Source records
=-=-=
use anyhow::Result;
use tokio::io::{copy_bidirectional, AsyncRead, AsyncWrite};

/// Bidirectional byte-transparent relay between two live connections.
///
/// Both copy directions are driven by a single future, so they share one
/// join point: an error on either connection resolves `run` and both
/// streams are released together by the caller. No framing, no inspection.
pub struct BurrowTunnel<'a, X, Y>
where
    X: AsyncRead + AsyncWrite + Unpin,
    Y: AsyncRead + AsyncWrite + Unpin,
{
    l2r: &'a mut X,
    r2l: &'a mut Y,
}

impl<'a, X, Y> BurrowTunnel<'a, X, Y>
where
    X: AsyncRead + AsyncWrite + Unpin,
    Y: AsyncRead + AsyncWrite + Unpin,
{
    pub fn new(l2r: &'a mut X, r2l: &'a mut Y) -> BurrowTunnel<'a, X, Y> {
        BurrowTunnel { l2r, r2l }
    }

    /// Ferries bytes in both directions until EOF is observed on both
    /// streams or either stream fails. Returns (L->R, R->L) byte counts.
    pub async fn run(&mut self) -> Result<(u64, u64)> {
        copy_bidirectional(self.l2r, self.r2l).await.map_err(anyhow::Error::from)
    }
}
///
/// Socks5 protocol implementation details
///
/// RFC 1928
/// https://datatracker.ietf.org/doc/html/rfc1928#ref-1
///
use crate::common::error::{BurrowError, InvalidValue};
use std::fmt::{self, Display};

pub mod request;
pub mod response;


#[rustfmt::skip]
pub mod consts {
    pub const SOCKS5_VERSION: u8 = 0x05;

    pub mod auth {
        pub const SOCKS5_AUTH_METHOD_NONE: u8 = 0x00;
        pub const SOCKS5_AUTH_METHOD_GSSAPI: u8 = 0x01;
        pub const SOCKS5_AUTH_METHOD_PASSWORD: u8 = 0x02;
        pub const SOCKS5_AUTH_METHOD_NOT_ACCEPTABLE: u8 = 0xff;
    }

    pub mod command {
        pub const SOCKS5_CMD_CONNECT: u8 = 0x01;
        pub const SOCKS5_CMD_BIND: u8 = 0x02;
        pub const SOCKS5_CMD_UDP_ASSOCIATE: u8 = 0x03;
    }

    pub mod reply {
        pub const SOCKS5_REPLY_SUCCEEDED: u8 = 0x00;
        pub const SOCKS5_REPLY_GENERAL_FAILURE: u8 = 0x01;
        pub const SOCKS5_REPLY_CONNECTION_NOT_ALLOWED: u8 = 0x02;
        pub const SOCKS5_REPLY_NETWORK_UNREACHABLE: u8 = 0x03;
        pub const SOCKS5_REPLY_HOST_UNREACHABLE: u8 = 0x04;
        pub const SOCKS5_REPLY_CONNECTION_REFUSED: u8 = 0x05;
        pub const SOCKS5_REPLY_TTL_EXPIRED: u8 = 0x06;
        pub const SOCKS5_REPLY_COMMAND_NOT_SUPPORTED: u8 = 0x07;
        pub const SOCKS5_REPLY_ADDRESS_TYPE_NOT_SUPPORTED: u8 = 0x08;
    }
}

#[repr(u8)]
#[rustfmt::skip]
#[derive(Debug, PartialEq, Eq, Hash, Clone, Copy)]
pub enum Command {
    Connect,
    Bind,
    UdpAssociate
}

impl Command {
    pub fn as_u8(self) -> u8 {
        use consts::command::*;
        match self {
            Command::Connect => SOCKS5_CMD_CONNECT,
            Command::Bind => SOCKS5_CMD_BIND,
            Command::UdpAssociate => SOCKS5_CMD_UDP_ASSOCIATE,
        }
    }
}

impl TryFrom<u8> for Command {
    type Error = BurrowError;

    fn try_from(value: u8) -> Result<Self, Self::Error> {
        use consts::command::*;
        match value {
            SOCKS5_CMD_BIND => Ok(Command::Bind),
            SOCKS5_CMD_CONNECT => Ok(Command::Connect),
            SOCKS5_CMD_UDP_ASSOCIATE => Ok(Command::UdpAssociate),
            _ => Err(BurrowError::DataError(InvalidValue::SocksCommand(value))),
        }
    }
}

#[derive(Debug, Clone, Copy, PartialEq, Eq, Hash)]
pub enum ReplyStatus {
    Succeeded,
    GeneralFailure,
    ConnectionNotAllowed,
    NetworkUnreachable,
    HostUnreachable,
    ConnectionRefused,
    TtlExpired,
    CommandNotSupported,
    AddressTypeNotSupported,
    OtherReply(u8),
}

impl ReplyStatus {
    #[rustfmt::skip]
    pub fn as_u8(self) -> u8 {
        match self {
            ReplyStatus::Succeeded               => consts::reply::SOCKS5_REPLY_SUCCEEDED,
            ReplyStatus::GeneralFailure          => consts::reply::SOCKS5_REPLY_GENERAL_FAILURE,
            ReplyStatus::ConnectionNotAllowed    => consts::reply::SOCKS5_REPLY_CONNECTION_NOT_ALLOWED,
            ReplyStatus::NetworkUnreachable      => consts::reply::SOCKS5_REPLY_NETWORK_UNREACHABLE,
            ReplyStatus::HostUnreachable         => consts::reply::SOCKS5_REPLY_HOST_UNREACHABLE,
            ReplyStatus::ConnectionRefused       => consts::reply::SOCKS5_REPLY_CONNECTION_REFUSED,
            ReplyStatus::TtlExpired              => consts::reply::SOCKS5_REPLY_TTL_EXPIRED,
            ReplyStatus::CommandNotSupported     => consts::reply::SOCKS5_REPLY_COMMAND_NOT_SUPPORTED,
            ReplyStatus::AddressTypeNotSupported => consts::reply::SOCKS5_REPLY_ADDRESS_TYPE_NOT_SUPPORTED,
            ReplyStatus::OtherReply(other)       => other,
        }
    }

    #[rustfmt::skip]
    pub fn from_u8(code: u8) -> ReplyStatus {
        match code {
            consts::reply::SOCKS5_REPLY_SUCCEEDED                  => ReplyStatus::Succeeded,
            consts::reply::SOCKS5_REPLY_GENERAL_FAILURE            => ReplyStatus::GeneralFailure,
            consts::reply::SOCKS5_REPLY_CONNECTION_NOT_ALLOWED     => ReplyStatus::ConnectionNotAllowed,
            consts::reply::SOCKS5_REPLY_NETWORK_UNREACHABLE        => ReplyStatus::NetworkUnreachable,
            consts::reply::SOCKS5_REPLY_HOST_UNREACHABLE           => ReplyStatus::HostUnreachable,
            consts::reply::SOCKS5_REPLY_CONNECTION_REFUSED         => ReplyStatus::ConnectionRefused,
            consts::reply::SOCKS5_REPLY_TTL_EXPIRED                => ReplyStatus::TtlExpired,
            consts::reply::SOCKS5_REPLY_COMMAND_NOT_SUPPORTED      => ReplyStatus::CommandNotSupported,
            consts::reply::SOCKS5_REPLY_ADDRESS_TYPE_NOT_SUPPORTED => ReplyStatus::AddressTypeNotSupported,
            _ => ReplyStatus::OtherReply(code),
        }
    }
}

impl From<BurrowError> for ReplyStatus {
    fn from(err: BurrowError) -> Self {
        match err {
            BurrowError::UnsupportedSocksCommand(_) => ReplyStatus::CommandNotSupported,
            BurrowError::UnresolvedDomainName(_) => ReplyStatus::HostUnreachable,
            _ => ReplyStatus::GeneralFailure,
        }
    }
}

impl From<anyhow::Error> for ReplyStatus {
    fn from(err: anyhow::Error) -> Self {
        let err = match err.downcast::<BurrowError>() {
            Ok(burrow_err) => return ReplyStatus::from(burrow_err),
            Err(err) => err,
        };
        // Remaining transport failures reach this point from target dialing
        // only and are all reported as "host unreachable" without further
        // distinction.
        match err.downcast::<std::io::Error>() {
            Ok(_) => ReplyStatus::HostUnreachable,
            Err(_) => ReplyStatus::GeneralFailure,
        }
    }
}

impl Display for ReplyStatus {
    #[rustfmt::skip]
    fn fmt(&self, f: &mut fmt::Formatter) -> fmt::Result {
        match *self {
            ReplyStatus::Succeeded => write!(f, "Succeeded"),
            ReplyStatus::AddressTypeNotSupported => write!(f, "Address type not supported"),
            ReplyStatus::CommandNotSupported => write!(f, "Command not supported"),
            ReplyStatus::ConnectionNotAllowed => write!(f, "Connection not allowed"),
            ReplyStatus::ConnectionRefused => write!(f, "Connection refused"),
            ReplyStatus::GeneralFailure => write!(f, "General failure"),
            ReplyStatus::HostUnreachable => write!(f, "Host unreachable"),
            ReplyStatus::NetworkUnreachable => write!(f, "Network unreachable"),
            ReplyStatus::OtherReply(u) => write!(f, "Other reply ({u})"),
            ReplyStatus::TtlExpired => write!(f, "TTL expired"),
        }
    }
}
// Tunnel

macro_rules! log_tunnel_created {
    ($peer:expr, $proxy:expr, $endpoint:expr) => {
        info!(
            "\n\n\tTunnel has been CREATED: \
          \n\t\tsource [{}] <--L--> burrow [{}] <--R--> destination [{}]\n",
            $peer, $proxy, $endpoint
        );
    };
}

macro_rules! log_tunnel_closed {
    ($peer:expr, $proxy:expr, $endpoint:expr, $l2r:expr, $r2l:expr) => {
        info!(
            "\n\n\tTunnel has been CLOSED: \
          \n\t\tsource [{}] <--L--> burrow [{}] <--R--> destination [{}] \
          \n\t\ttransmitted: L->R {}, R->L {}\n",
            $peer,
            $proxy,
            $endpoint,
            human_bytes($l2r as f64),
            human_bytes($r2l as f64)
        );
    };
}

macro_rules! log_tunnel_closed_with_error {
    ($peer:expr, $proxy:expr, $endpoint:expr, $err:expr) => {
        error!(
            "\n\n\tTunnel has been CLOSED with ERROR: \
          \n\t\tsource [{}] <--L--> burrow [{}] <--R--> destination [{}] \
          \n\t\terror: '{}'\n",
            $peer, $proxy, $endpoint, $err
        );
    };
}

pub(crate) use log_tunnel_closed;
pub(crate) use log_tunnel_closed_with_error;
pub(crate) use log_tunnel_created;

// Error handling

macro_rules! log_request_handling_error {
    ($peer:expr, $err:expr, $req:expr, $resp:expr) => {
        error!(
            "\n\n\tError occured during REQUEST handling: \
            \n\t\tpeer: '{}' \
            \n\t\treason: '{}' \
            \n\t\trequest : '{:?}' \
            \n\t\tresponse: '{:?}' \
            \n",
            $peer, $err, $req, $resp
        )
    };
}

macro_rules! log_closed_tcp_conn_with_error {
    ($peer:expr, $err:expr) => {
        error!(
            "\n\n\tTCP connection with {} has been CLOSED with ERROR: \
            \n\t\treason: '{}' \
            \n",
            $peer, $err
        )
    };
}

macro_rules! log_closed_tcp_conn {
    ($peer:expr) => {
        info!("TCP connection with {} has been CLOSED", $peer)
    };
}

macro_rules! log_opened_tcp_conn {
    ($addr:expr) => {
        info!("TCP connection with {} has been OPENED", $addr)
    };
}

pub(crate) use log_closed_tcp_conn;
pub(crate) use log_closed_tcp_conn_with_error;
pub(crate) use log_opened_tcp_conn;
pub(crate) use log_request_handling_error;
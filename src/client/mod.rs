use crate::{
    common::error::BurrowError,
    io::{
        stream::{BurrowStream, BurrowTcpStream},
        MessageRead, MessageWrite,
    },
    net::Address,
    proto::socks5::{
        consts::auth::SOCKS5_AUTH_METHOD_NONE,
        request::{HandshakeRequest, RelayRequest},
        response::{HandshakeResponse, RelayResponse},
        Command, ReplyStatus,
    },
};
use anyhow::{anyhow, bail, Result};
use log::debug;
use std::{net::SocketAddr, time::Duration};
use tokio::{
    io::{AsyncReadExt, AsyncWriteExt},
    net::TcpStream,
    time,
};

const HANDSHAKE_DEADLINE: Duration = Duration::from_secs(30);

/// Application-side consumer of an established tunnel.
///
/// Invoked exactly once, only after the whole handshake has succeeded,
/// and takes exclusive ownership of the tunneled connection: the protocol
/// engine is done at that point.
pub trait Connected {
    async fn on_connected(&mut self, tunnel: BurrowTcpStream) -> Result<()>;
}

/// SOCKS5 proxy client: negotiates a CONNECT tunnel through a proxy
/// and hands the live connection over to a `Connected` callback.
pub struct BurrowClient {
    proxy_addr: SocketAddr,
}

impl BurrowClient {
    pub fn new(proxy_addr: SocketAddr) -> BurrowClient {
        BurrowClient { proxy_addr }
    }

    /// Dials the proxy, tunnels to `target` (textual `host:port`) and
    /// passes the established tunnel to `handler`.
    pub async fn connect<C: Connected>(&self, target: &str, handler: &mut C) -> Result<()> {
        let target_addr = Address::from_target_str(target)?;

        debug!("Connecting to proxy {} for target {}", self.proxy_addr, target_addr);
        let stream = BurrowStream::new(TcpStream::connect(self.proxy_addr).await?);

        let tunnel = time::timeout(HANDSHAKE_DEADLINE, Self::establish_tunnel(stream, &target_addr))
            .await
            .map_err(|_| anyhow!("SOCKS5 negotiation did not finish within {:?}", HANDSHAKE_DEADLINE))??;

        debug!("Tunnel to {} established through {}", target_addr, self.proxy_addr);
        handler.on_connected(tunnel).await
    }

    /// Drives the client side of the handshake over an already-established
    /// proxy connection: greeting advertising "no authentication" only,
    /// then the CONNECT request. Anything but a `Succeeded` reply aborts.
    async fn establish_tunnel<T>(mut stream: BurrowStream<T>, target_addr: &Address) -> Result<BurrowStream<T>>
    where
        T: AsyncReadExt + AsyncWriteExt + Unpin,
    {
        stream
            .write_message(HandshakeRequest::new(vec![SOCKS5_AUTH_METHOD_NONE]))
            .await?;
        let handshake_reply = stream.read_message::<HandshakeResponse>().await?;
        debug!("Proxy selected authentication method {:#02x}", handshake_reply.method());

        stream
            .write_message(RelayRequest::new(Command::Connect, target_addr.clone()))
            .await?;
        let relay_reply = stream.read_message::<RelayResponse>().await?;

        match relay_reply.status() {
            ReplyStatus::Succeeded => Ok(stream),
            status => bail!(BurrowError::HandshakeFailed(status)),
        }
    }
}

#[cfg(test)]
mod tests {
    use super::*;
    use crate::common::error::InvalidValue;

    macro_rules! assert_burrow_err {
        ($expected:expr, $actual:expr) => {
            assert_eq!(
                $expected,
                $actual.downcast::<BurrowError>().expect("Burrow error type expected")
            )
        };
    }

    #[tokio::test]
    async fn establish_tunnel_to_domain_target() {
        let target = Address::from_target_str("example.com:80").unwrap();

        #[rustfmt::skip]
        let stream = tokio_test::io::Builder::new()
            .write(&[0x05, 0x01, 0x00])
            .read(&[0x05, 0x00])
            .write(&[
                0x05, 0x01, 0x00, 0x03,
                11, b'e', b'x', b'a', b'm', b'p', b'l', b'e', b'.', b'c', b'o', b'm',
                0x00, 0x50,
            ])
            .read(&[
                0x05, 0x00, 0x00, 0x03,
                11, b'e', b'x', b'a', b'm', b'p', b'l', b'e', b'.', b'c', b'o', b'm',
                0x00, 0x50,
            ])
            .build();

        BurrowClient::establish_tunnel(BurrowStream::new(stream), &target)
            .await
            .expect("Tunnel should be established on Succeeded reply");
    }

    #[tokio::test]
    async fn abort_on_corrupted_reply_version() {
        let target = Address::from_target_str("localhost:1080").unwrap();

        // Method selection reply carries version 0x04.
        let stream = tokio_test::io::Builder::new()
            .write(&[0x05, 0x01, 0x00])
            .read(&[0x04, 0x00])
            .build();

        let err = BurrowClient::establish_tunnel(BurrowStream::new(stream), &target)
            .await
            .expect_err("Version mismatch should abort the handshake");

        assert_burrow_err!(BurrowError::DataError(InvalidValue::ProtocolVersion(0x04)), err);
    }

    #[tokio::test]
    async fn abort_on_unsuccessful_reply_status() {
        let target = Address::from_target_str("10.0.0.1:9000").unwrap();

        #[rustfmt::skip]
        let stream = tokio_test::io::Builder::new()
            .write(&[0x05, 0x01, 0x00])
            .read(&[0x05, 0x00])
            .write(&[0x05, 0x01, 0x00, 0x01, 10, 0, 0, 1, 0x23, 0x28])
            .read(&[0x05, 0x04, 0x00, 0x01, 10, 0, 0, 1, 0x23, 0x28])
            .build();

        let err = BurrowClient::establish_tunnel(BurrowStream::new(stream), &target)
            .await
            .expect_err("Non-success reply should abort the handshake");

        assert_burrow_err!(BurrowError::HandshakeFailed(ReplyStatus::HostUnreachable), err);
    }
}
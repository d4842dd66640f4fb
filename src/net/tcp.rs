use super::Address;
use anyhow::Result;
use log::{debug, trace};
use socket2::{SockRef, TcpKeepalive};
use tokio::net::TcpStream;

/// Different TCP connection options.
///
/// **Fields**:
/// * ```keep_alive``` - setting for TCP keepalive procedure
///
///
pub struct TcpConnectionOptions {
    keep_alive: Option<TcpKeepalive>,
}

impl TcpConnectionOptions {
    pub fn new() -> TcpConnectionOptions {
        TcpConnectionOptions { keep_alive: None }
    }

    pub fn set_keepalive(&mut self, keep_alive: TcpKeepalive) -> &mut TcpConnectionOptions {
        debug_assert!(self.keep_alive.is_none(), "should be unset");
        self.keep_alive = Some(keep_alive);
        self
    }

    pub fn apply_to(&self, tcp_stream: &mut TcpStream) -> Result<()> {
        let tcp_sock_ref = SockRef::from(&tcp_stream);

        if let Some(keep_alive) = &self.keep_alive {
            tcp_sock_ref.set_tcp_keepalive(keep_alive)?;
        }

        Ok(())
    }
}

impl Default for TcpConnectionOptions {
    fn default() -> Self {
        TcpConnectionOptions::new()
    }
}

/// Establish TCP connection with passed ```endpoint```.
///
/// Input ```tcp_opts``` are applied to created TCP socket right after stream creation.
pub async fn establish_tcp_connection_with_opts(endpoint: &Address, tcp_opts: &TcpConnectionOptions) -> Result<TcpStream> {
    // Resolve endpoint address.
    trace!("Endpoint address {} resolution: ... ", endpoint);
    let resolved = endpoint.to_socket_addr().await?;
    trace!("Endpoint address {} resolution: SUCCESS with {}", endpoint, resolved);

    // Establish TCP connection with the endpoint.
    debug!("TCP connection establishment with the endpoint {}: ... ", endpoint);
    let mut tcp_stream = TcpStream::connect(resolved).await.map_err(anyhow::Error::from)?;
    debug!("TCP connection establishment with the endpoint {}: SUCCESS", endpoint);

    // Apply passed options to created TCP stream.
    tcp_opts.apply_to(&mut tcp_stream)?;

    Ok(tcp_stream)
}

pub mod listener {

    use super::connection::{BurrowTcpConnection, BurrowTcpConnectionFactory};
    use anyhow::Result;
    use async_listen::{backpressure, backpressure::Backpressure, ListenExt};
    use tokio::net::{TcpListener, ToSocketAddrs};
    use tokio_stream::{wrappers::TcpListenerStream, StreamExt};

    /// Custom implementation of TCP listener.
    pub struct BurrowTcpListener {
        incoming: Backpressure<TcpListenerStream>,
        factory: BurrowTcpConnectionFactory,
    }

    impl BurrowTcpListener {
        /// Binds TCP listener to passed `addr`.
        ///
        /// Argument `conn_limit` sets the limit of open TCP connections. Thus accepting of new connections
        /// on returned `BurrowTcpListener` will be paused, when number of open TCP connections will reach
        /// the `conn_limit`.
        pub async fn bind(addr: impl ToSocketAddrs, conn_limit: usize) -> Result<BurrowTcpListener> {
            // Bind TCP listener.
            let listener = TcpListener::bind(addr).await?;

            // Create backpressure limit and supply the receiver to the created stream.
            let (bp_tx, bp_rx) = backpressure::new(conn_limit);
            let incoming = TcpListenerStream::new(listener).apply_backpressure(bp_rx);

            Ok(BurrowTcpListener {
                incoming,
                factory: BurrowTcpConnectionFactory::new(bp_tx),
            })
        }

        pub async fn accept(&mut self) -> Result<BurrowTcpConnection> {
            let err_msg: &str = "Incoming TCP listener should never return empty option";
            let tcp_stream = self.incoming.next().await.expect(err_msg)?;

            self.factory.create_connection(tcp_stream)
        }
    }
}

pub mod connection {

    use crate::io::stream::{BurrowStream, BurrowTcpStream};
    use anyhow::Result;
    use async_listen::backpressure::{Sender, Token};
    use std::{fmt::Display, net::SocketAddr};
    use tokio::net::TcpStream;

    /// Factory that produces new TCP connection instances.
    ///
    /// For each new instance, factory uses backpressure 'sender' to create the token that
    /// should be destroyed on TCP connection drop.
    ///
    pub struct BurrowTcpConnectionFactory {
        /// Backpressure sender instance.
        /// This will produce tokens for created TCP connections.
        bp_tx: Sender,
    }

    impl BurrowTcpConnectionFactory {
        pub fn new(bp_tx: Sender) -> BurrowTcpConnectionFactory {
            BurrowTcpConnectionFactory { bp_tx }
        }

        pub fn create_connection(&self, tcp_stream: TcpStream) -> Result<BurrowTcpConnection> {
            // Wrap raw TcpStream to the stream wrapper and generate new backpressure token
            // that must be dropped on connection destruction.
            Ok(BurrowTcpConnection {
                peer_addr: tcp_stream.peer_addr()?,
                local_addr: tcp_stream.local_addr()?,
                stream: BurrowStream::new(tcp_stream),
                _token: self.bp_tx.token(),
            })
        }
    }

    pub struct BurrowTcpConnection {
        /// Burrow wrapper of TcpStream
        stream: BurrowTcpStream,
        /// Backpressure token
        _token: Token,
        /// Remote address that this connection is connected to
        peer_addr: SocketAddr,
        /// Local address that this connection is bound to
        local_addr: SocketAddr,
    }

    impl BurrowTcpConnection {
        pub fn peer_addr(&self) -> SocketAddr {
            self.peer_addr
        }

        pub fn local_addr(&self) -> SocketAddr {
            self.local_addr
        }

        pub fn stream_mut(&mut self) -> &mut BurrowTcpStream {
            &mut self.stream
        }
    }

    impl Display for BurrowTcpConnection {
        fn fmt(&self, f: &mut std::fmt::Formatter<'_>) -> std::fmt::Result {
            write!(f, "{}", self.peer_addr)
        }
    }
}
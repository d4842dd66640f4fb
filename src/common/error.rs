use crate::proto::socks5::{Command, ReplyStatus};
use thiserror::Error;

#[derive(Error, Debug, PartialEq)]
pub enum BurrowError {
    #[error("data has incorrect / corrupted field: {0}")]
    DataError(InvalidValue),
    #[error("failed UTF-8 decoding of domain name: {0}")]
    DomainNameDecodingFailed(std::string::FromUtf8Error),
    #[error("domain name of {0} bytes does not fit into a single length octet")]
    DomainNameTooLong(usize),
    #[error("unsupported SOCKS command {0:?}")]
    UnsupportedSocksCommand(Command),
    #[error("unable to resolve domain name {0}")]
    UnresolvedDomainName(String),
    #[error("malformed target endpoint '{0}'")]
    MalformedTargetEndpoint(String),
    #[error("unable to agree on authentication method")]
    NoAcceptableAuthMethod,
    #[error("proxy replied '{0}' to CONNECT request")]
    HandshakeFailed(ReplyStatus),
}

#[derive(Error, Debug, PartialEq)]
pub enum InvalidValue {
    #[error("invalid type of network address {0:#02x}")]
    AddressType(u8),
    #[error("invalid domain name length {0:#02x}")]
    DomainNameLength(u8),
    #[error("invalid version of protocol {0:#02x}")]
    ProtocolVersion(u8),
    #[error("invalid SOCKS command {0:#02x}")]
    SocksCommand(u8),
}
=-=-=
__Your task__
The response must contain each line above that holds the string "handler".

__Worked solution__
    /// passes the established tunnel to `handler`.
    pub async fn connect<C: Connected>(&self, target: &str, handler: &mut C) -> Result<()> {
        handler.on_connected(tunnel).await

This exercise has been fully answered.